The first thing I noticed was her voice. How it made me feel
I wanted to scream.
 Scream so loud we'd all be shocked into silence.
 That's all I ever wanted was for her to be silent.
 Most of all I wanted her shadow to fade away
Her cowering hunch, and that damn cigarette smoke following me, collapsing everything I once had.
 Her strong hold on my dad was my everyday nightmare.
 I never thought her out to be evil, to me she wasn't even human.
 She was just an empty shell, feeding off the lives of others. 
For a while I disappeared. 
Not on purpose, but on accident. It was like being in a coma, I couldn't feel them anymore. 
The memories were never lost though, they still had a grip on me. 
Forcing me to wake up. I saw it more clear, and I understood what I needed to do. 
Now because of me she rots in her cell. 
Waiting for time to release her, because time is the only one who will forgive her now. 

Wednesday, November 30, 2011

Write a Riff

How do I break a habit that's not mine? This habit follows me, trying to break me. But what if I'm already broken. Is she trying to smash the broken pieces into dust. Turn me into sand and watch me blow away. How do I stop this? Does it have a name? Why does she do this to me? the evil consumes her, turns a laugh into a cackle. Turns the air as cold as her heart. For what will not break me, builds me. I am strong, I can feel her fear. I see her hatred. Only evil understands this hatred I feel. Only evil can understand these questions. 

Tuesday, November 29, 2011

Fast Write

The moon light shown bright, casting gray shadows. Snow was swallowing my black flats during the slippery trudge up the hill. The breeze chilled the soul, taking the last bit of heat away. My mind was set on the scene, above me stood a cross. Recognizable from my young life. My black dressed flowed in the winter night. The weather would not stop me from looking presentable to my grandfather, for this I owed him at least. Cold dense cement stairs lead the way. Emotionally I was unprepared. The warm welcoming of the light guided me to where I belonged. The pews were the exact ancient way I had remembered, although this time I was here by choice. The only thing different was my grandfather. Instead of smiling beside me, he stood still behind glass. Forever paused as a memory. My brother hugged me. I needed that, for everything around me felt so distant.

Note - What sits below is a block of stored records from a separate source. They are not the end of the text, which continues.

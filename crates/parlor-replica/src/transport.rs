//! Transport abstraction for replication.
//!
//! Discovery and byte-level replication live outside this crate. A log only
//! needs to announce what it appended and fetch what others announced for
//! its address; merging and ordering happen locally.

use async_trait::async_trait;

use parlor_core::{Entry, LogAddress};

use crate::error::Result;

/// Moves entries between peers.
///
/// Implementations must be thread-safe (Send + Sync).
#[async_trait]
pub trait ReplicationTransport: Send + Sync {
    /// Make a locally appended entry available to other peers.
    async fn announce(&self, entry: &Entry) -> Result<()>;

    /// Entries other peers have made available for a log. May include
    /// entries the caller already holds.
    async fn fetch(&self, log: &LogAddress) -> Result<Vec<Entry>>;
}

/// A transport that never talks to anyone.
///
/// Announcements are dropped and fetches return nothing. A replica on this
/// transport still converges with others through explicit
/// [`crate::exchange`].
#[derive(Debug, Clone, Copy, Default)]
pub struct Offline;

#[async_trait]
impl ReplicationTransport for Offline {
    async fn announce(&self, _entry: &Entry) -> Result<()> {
        Ok(())
    }

    async fn fetch(&self, _log: &LogAddress) -> Result<Vec<Entry>> {
        Ok(Vec::new())
    }
}

/// An in-memory replication hub for testing.
///
/// Every connected peer shares one table of announced entries per log.
pub mod memory {
    use super::*;
    use std::collections::{HashMap, HashSet};
    use std::sync::Arc;
    use std::time::Duration;

    use parlor_core::{EntryId, PeerId};
    use tokio::sync::RwLock;

    #[derive(Default)]
    struct HubLog {
        seen: HashSet<EntryId>,
        entries: Vec<Entry>,
    }

    /// Shared state for the memory hub.
    #[derive(Default)]
    pub struct MemoryHub {
        logs: RwLock<HashMap<LogAddress, HubLog>>,
        fetch_delay: RwLock<Option<Duration>>,
    }

    impl MemoryHub {
        /// Create a new memory hub.
        pub fn new() -> Arc<Self> {
            Arc::new(Self::default())
        }

        /// Create a transport connected to this hub.
        pub fn connect(self: &Arc<Self>, peer: PeerId) -> HubTransport {
            HubTransport {
                peer,
                hub: Arc::clone(self),
            }
        }

        /// Delay every subsequent fetch, simulating a slow network.
        pub async fn set_fetch_delay(&self, delay: Option<Duration>) {
            *self.fetch_delay.write().await = delay;
        }

        /// Number of distinct entries announced for a log.
        pub async fn announced(&self, log: &LogAddress) -> usize {
            self.logs
                .read()
                .await
                .get(log)
                .map_or(0, |l| l.entries.len())
        }
    }

    /// A peer's connection to a [`MemoryHub`].
    #[derive(Clone)]
    pub struct HubTransport {
        peer: PeerId,
        hub: Arc<MemoryHub>,
    }

    #[async_trait]
    impl ReplicationTransport for HubTransport {
        async fn announce(&self, entry: &Entry) -> Result<()> {
            let mut logs = self.hub.logs.write().await;
            let log = logs.entry(*entry.log()).or_default();
            if log.seen.insert(entry.compute_id()) {
                log.entries.push(entry.clone());
            }
            Ok(())
        }

        async fn fetch(&self, log: &LogAddress) -> Result<Vec<Entry>> {
            let delay = *self.hub.fetch_delay.read().await;
            if let Some(delay) = delay {
                tokio::time::sleep(delay).await;
            }

            let logs = self.hub.logs.read().await;
            Ok(logs
                .get(log)
                .map(|l| {
                    l.entries
                        .iter()
                        .filter(|e| e.author() != &self.peer)
                        .cloned()
                        .collect()
                })
                .unwrap_or_default())
        }
    }

    #[cfg(test)]
    mod tests {
        use super::*;
        use parlor_core::{EntryBuilder, Identity, LogKind};

        #[tokio::test]
        async fn test_hub_fetch_excludes_own_entries() {
            let hub = MemoryHub::new();
            let alice = Identity::from_seed(&[1; 32]);
            let bob = Identity::from_seed(&[2; 32]);
            let a = hub.connect(alice.peer_id());
            let b = hub.connect(bob.peer_id());

            let log = LogAddress::derive(LogKind::Channel, "general");
            let entry = EntryBuilder::new(log).payload(b"hi".to_vec()).sign(&alice);
            a.announce(&entry).await.unwrap();
            a.announce(&entry).await.unwrap();

            assert_eq!(hub.announced(&log).await, 1);
            assert!(a.fetch(&log).await.unwrap().is_empty());
            assert_eq!(b.fetch(&log).await.unwrap(), vec![entry]);
        }

        #[tokio::test]
        async fn test_offline_is_silent() {
            let log = LogAddress::derive(LogKind::Channel, "general");
            assert!(Offline.fetch(&log).await.unwrap().is_empty());
        }
    }
}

Wednesday, November 16, 2011

Remember

I always look forward to the big things in life. My first car, my graduation, going to college, and of course my first love. We all believe that there's always something bigger, something better beyond what we have. What I really want to remember is all the little things that make my life worth living. 
The little things that help me wake up in the morning. The smile that my nephew gives me, that makes me wonder how long his innocence will last. I want to remember that feeling of when my crush smiles at me in the hall, whether that was freshman year or now. The feeling of being a kid, flying on swings just to feel the rush of wind against my face, as my feet kick the sky. I'll aways remember my friends, and most of all my enemies, who forced me to be stronger. I'll remember the first time I took the subway, I was scared shitless because my teacher got stuck in the doors.  I'll always remember to bring my dignity to a party, or else you'll be puking it up later.
Most of all I will remember my grandpa who taught me how to forgive. If I could pick anything to remember it would be forgiveness. It repairs the heart, and makes me confident that nothing or no one can give me. Forgiveness is easier said than done, at times I loose this, but sense the day my grandpa died I respect myself and others. Hopefully with forgiveness we can all grow to be happy. 

Tuesday, November 15, 2011

What makes me scream


what makes me want to scream as a teenage girl?
Trying to fit in, and look pretty. To always know the right answer in a world that doesn't actually care. What makes me want to scream, is the fact that when I do, no one listens, That I am somebody, maybe not as beautiful or as funny, but I am worth knowing. What makes me want to scream? Oblivious guys and ruthless girls. People who decide who I should be before they actually know anything about me.